How to remove duplicates from unsorted std::vector while keeping the original ordering using algorithms?

WilliamKF picture WilliamKF · Aug 30, 2012 · Viewed 27.1k times · Source

I have an array of integers that I need to remove duplicates from while maintaining the order of the first occurrence of each integer. I can see doing it like this, but imagine there is a better way that makes use of STL algorithms better? The insertion is out of my control, so I cannot check for duplicates before inserting.

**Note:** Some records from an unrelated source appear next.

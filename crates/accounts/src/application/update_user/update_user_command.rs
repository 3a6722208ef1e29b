// crates/accounts/src/application/update_user/update_user_command.rs

use uuid::Uuid;
use crate::domain::models::UserData;
use crate::domain::value_objects::{DataPolicy, UserId};

#[derive(Debug, Clone)]
pub struct UpdateUserCommand {
    pub user_id: UserId,
    pub data: UserData,
    pub policy: DataPolicy,
    /// Reporté sur l'événement émis, pour relier la notification à la requête
    pub correlation_id: Option<Uuid>,
}

impl UpdateUserCommand {
    pub fn new(user_id: UserId, data: UserData, policy: DataPolicy) -> Self {
        Self { user_id, data, policy, correlation_id: None }
    }

    pub fn with_correlation_id(mut self, correlation_id: Uuid) -> Self {
        self.correlation_id = Some(correlation_id);
        self
    }
}
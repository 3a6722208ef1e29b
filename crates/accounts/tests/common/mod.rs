mod setup_postgres_test_db;

pub use setup_postgres_test_db::setup_postgres_test_db;
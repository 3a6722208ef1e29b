// crates/shared-kernel/src/infrastructure/postgres/factories/postgres_config.rs

use std::time::Duration;
use crate::application::ports::ConfigProvider;
use crate::errors::{DomainError, Result};

#[derive(Debug, Clone)]
pub struct PostgresConfig {
    pub url: String,
    pub max_connections: u32,
    pub min_connections: u32,
    pub connect_timeout: Duration,
}

impl PostgresConfig {
    pub fn new(url: impl Into<String>) -> Self {
        Self {
            url: url.into(),
            max_connections: 20,
            min_connections: 5,
            connect_timeout: Duration::from_secs(3),
        }
    }

    /// Charge la config via le provider (clés `database_url`, `database_max_connections`...)
    pub fn from_provider(config: &dyn ConfigProvider) -> Result<Self> {
        let url = config.get_string("database_url").ok_or_else(|| DomainError::Validation {
            field: "database_url",
            reason: "database_url must be set".into(),
        })?;

        let mut pg = Self::new(url);

        if let Some(max) = config.get_string("database_max_connections").and_then(|v| v.parse().ok()) {
            pg.max_connections = max;
        }
        if let Some(min) = config.get_string("database_min_connections").and_then(|v| v.parse().ok()) {
            pg.min_connections = min;
        }
        if let Some(secs) = config.get_string("database_connect_timeout_secs").and_then(|v| v.parse().ok()) {
            pg.connect_timeout = Duration::from_secs(secs);
        }

        Ok(pg)
    }
}

#[cfg(test)]
mod tests {
    use super::*;
    use crate::infrastructure::config::StaticConfigProvider;

    #[test]
    fn test_from_provider_overrides_defaults() {
        let config = StaticConfigProvider::new()
            .with("database_url", "postgres://localhost/accounts")
            .with("database_max_connections", "8")
            .with("database_connect_timeout_secs", "not-a-number");

        let pg = PostgresConfig::from_provider(&config).unwrap();
        assert_eq!(pg.url, "postgres://localhost/accounts");
        assert_eq!(pg.max_connections, 8);
        assert_eq!(pg.min_connections, 5);
        assert_eq!(pg.connect_timeout, Duration::from_secs(3));
    }

    #[test]
    fn test_from_provider_requires_url() {
        let result = PostgresConfig::from_provider(&StaticConfigProvider::new());
        assert!(matches!(result, Err(DomainError::Validation { field: "database_url", .. })));
    }
}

int unsortedRemoveDuplicates(std::vector<int> &numbers) {
    std::set<int> uniqueNumbers;
    std::vector<int>::iterator allItr = numbers.begin();
    std::vector<int>::iterator unique = allItr;
    std::vector<int>::iterator endItr = numbers.end();

    for (; allItr != endItr; ++allItr) {
        const bool isUnique = uniqueNumbers.insert(*allItr).second;

        if (isUnique) {
            *unique = *allItr;
            ++unique;
        }
    }

    const int duplicates = endItr - unique;

    numbers.erase(unique, endItr);
    return duplicates;
}

How can this be done using STL algorithms?

Answer

juanchopanza picture juanchopanza · Aug 30, 2012

Sounds like a job for std::copy_if. Define a predicate that keeps track of elements that already have been processed and return false if they have.

If you don't have C++11 support, you can use the clumsily named std::remove_copy_if and invert the logic.

This is an untested example:

template <typename T>
struct NotDuplicate {
  bool operator()(const T& element) {
    return s_.insert(element).second; // true if s_.insert(element);
  }
 private:
  std::set<T> s_;
};

Then

std::vector<int> uniqueNumbers;
NotDuplicate<int> pred;
std::copy_if(numbers.begin(), numbers.end(), 
             std::back_inserter(uniqueNumbers),
             std::ref(pred));

where an std::ref has been used to avoid potential problems with the algorithm internally copying what is a stateful functor, although std::copy_if does not place any requirements on side-effects of the functor being applied.